DATA FOR THIS EXERCISE Block Start

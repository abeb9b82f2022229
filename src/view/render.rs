//! Item and panel rendering
//!
//! Turns normalized items into nodes carrying roles, state attributes and
//! decorations. Decorations always appear in slot order:
//! leading (spinner, icon or check) → label → shortcut → badge → arrow.

use super::classes;
use super::node_map::{ItemSlot, NodeMap};
use super::tree::{NodeId, Role, TextDirection, VisualTree};
use crate::animation::AnimationKind;
use crate::config::MenuOptions;
use crate::item::MenuItem;
use crate::keymap::Shortcut;

/// Role an item renders with
pub fn role_for(item: &MenuItem) -> Role {
    match item {
        MenuItem::Action(_) | MenuItem::Link(_) | MenuItem::Submenu(_) => Role::MenuItem,
        MenuItem::Checkbox(_) => Role::MenuItemCheckbox,
        MenuItem::Radio(_) => Role::MenuItemRadio,
        MenuItem::Separator(_) => Role::Separator,
        MenuItem::Label(_) => Role::Presentation,
    }
}

/// Render one item; invisible items produce no node at all
pub fn render_item(tree: &mut VisualTree, item: &MenuItem, opts: &MenuOptions) -> Option<NodeId> {
    if !item.is_visible() {
        return None;
    }

    let node = match item {
        MenuItem::Separator(sep) => {
            let node = tree.create(Role::Separator);
            tree.add_class(node, classes::SEPARATOR);
            if let Some(class) = &sep.class_name {
                tree.add_class(node, class);
            }
            return Some(node);
        }
        MenuItem::Label(label) => {
            let node = match &label.base.render {
                Some(custom) => custom.build(tree, item),
                None => {
                    let node = tree.create(Role::Presentation);
                    tree.set_text(node, label.label.clone());
                    node
                }
            };
            tree.set_role(node, Role::Presentation);
            tree.add_class(node, classes::LABEL);
            if let Some(class) = &label.base.class_name {
                tree.add_class(node, class);
            }
            return Some(node);
        }
        _ => match item.base().and_then(|b| b.render.as_ref()) {
            Some(custom) => custom.build(tree, item),
            None => {
                let node = tree.create(role_for(item));
                append_decorations(tree, node, item, opts);
                node
            }
        },
    };

    apply_item_semantics(tree, node, item);
    Some(node)
}

/// Role, classes and state attributes; applied on top of custom renders too
fn apply_item_semantics(tree: &mut VisualTree, node: NodeId, item: &MenuItem) {
    tree.set_role(node, role_for(item));
    tree.add_class(node, classes::ITEM);
    tree.set_attr(node, "tabindex", "-1");

    if let Some(base) = item.base() {
        if let Some(id) = &base.id {
            tree.set_attr(node, "data-id", id.clone());
        }
        if let Some(class) = &base.class_name {
            tree.add_class(node, class);
        }
        if base.disabled {
            tree.set_attr(node, "aria-disabled", "true");
            tree.add_class(node, classes::DISABLED);
        }
    }

    if item.is_loading() {
        tree.set_attr(node, "aria-busy", "true");
        tree.add_class(node, classes::LOADING);
    }

    match item {
        MenuItem::Checkbox(i) => set_checked(tree, node, i.checked),
        MenuItem::Radio(i) => {
            set_checked(tree, node, i.checked);
            tree.set_attr(node, "data-group", i.group.clone());
        }
        MenuItem::Link(i) => {
            tree.add_class(node, classes::LINK);
            tree.set_attr(node, "href", i.href.clone());
            if let Some(target) = &i.target {
                tree.set_attr(node, "target", target.clone());
            }
        }
        MenuItem::Submenu(_) => {
            tree.set_attr(node, "aria-haspopup", "menu");
            tree.set_attr(node, "aria-expanded", "false");
        }
        _ => {}
    }
}

/// Update checked state on an item node and its indicator
pub fn set_checked(tree: &mut VisualTree, node: NodeId, checked: bool) {
    tree.set_attr(node, "aria-checked", if checked { "true" } else { "false" });
    tree.toggle_class(node, classes::CHECKED, checked);

    let indicator = tree
        .children(node)
        .iter()
        .copied()
        .find(|&c| tree.has_class(c, classes::CHECK));
    if let Some(indicator) = indicator {
        let glyph = match tree.role(node) {
            Some(Role::MenuItemRadio) if checked => "●",
            _ if checked => "✓",
            _ => "",
        };
        tree.set_text(indicator, glyph);
    }
}

/// Mark a submenu trigger as expanded or collapsed
pub fn set_expanded(tree: &mut VisualTree, node: NodeId, expanded: bool) {
    tree.set_attr(node, "aria-expanded", if expanded { "true" } else { "false" });
    tree.toggle_class(node, classes::EXPANDED, expanded);
}

fn append_decorations(tree: &mut VisualTree, node: NodeId, item: &MenuItem, opts: &MenuOptions) {
    let (icon, shortcut, badge) = match item {
        MenuItem::Action(i) => (i.icon.as_deref(), i.shortcut.as_deref(), i.badge.as_deref()),
        MenuItem::Link(i) => (i.icon.as_deref(), i.shortcut.as_deref(), i.badge.as_deref()),
        MenuItem::Checkbox(i) => (i.icon.as_deref(), i.shortcut.as_deref(), i.badge.as_deref()),
        MenuItem::Radio(i) => (i.icon.as_deref(), i.shortcut.as_deref(), i.badge.as_deref()),
        MenuItem::Submenu(i) => (i.icon.as_deref(), None, i.badge.as_deref()),
        MenuItem::Separator(_) | MenuItem::Label(_) => (None, None, None),
    };

    // Leading slot
    if item.is_loading() {
        let spinner = tree.create_child(node, Role::None);
        tree.add_class(spinner, classes::SPINNER);
        tree.set_attr(spinner, "aria-hidden", "true");
    } else if let Some(icon) = icon {
        let icon_node = tree.create_child(node, Role::None);
        tree.add_class(icon_node, classes::ICON);
        tree.set_attr(icon_node, "aria-hidden", "true");
        tree.set_text(icon_node, icon);
    } else if matches!(item, MenuItem::Checkbox(_) | MenuItem::Radio(_)) {
        let check = tree.create_child(node, Role::None);
        tree.add_class(check, classes::CHECK);
        tree.set_attr(check, "aria-hidden", "true");
    }

    if let Some(label) = item.label() {
        let label_node = tree.create_child(node, Role::None);
        tree.add_class(label_node, classes::ITEM_LABEL);
        tree.set_text(label_node, label);
    }

    if let Some(shortcut) = shortcut {
        let text = match shortcut.parse::<Shortcut>() {
            Ok(parsed) => parsed.display(opts.platform),
            Err(_) => shortcut.to_string(),
        };
        let shortcut_node = tree.create_child(node, Role::None);
        tree.add_class(shortcut_node, classes::SHORTCUT);
        tree.set_text(shortcut_node, text);
    }

    if let Some(badge) = badge {
        let badge_node = tree.create_child(node, Role::None);
        tree.add_class(badge_node, classes::BADGE);
        tree.set_text(badge_node, badge);
    }

    if item.is_submenu() && opts.submenu.arrow {
        let arrow = tree.create_child(node, Role::None);
        tree.add_class(arrow, classes::ARROW);
        tree.set_attr(arrow, "aria-hidden", "true");
        let glyph = match opts.direction {
            TextDirection::Ltr => "›",
            TextDirection::Rtl => "‹",
        };
        tree.set_text(arrow, glyph);
    }
}

/// Render a panel of items at `depth` and record every item node in `map`
pub fn render_panel(
    tree: &mut VisualTree,
    map: &mut NodeMap,
    items: &[MenuItem],
    depth: usize,
    opts: &MenuOptions,
) -> NodeId {
    let panel = tree.create(Role::Menu);
    tree.set_attr(panel, "aria-orientation", "vertical");
    tree.add_class(panel, if depth == 0 { classes::MENU } else { classes::SUBMENU });
    decorate_panel(tree, panel, opts);
    fill_panel(tree, map, panel, items, depth, opts);
    panel
}

/// Replace the rows of an existing panel, keeping the panel node itself
pub fn fill_panel(
    tree: &mut VisualTree,
    map: &mut NodeMap,
    panel: NodeId,
    items: &[MenuItem],
    depth: usize,
    opts: &MenuOptions,
) {
    for child in tree.children(panel).to_vec() {
        tree.remove(child);
    }
    for (index, item) in items.iter().enumerate() {
        if let Some(node) = render_item(tree, item, opts) {
            tree.append(panel, node);
            map.insert(node, ItemSlot { panel: depth, index });
        }
    }
}

/// Theme, direction and animation classes/variables shared by every panel
pub fn decorate_panel(tree: &mut VisualTree, panel: NodeId, opts: &MenuOptions) {
    for class in [
        classes::ANIM_FADE,
        classes::ANIM_SCALE,
        classes::ANIM_SLIDE,
        classes::NO_ANIMATION,
    ] {
        tree.remove_class(panel, class);
    }

    let anim = &opts.animation;
    if anim.is_enabled() {
        let class = match anim.kind {
            AnimationKind::Fade => classes::ANIM_FADE,
            AnimationKind::Scale => classes::ANIM_SCALE,
            AnimationKind::Slide => classes::ANIM_SLIDE,
            AnimationKind::None => classes::NO_ANIMATION,
        };
        tree.add_class(panel, class);
    } else {
        tree.add_class(panel, classes::NO_ANIMATION);
    }
    tree.set_style(panel, classes::VAR_ENTER_DURATION, format!("{}ms", anim.enter_ms));
    tree.set_style(panel, classes::VAR_LEAVE_DURATION, format!("{}ms", anim.leave_ms));
    tree.set_style(panel, classes::VAR_ENTER_EASING, anim.enter_easing.clone());
    tree.set_style(panel, classes::VAR_LEAVE_EASING, anim.leave_easing.clone());

    opts.theme.apply(tree, panel);

    match opts.direction {
        TextDirection::Rtl => {
            tree.set_attr(panel, "dir", "rtl");
            tree.add_class(panel, classes::RTL);
        }
        TextDirection::Ltr => {
            tree.remove_attr(panel, "dir");
            tree.remove_class(panel, classes::RTL);
        }
    }
}

#[cfg(test)]
mod tests {
    use super::*;
    use crate::item::{normalize, RawItem};
    use crate::keymap::Platform;

    fn opts() -> MenuOptions {
        MenuOptions {
            platform: Platform::Win,
            ..MenuOptions::default()
        }
    }

    fn class_order(tree: &VisualTree, node: NodeId) -> Vec<String> {
        tree.children(node)
            .iter()
            .filter_map(|&c| tree.classes(c).first().cloned())
            .collect()
    }

    #[test]
    fn test_invisible_item_renders_nothing() {
        let mut tree = VisualTree::new();
        let item = normalize(RawItem::action("Hidden").hidden());
        assert!(render_item(&mut tree, &item, &opts()).is_none());
        assert!(tree.is_empty());
    }

    #[test]
    fn test_roles_per_variant() {
        let mut tree = VisualTree::new();
        let cases = [
            (RawItem::action("A"), Role::MenuItem),
            (RawItem::checkbox("B", true), Role::MenuItemCheckbox),
            (RawItem::radio("C", "g", "c"), Role::MenuItemRadio),
            (RawItem::separator(), Role::Separator),
            (RawItem::heading("D"), Role::Presentation),
            (RawItem::link("E", "/e"), Role::MenuItem),
        ];
        for (raw, role) in cases {
            let node = render_item(&mut tree, &normalize(raw), &opts()).unwrap();
            assert_eq!(tree.role(node), Some(role));
        }
    }

    #[test]
    fn test_decoration_order() {
        let mut tree = VisualTree::new();
        let item = normalize(
            RawItem::action("Copy")
                .with_icon("copy")
                .with_shortcut("ctrl+c")
                .with_badge("new"),
        );
        let node = render_item(&mut tree, &item, &opts()).unwrap();
        assert_eq!(
            class_order(&tree, node),
            vec![
                classes::ICON,
                classes::ITEM_LABEL,
                classes::SHORTCUT,
                classes::BADGE
            ]
        );
    }

    #[test]
    fn test_loading_replaces_icon_with_spinner() {
        let mut tree = VisualTree::new();
        let item = normalize(RawItem::action("Sync").with_icon("sync").loading(true));
        let node = render_item(&mut tree, &item, &opts()).unwrap();

        assert_eq!(tree.attr(node, "aria-busy"), Some("true"));
        assert_eq!(class_order(&tree, node)[0], classes::SPINNER);
        assert_eq!(tree.attr(node, "aria-disabled"), None);
    }

    #[test]
    fn test_submenu_attributes_and_arrow() {
        let mut tree = VisualTree::new();
        let item = normalize(RawItem::submenu("More", vec![RawItem::action("Rename")]));
        let node = render_item(&mut tree, &item, &opts()).unwrap();

        assert_eq!(tree.attr(node, "aria-haspopup"), Some("menu"));
        assert_eq!(tree.attr(node, "aria-expanded"), Some("false"));
        assert_eq!(class_order(&tree, node).last().map(String::as_str), Some(classes::ARROW));
    }

    #[test]
    fn test_custom_render_keeps_semantics() {
        let mut tree = VisualTree::new();
        let item = normalize(
            RawItem::action("Custom")
                .with_id("custom")
                .with_render(|tree, _| {
                    let node = tree.create(Role::None);
                    tree.add_class(node, "my-row");
                    node
                }),
        );
        let node = render_item(&mut tree, &item, &opts()).unwrap();

        assert!(tree.has_class(node, "my-row"));
        assert!(tree.has_class(node, classes::ITEM));
        assert_eq!(tree.role(node), Some(Role::MenuItem));
        assert_eq!(tree.attr(node, "data-id"), Some("custom"));
        assert!(tree.children(node).is_empty());
    }

    #[test]
    fn test_panel_maps_only_rendered_items() {
        let mut tree = VisualTree::new();
        let mut map = NodeMap::new();
        let items = vec![
            MenuItem::action("Copy"),
            normalize(RawItem::action("Hidden").hidden()),
            MenuItem::action("Paste"),
        ];
        let panel = render_panel(&mut tree, &mut map, &items, 0, &opts());

        assert_eq!(tree.children(panel).len(), 2);
        let paste = tree.children(panel)[1];
        assert_eq!(map.get(&tree, paste), Some(ItemSlot { panel: 0, index: 2 }));
        assert_eq!(tree.attr(panel, "aria-orientation"), Some("vertical"));
    }
}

DATA FOR THIS EXERCISE Block End

TASK TO COMPLETE:
Find the word "haspopup" in the listing above. Copy each line where it appears.

ANSWER FOR THIS EXERCISE:
            tree.set_attr(node, "aria-haspopup", "menu");
        assert_eq!(tree.attr(node, "aria-haspopup"), Some("menu"));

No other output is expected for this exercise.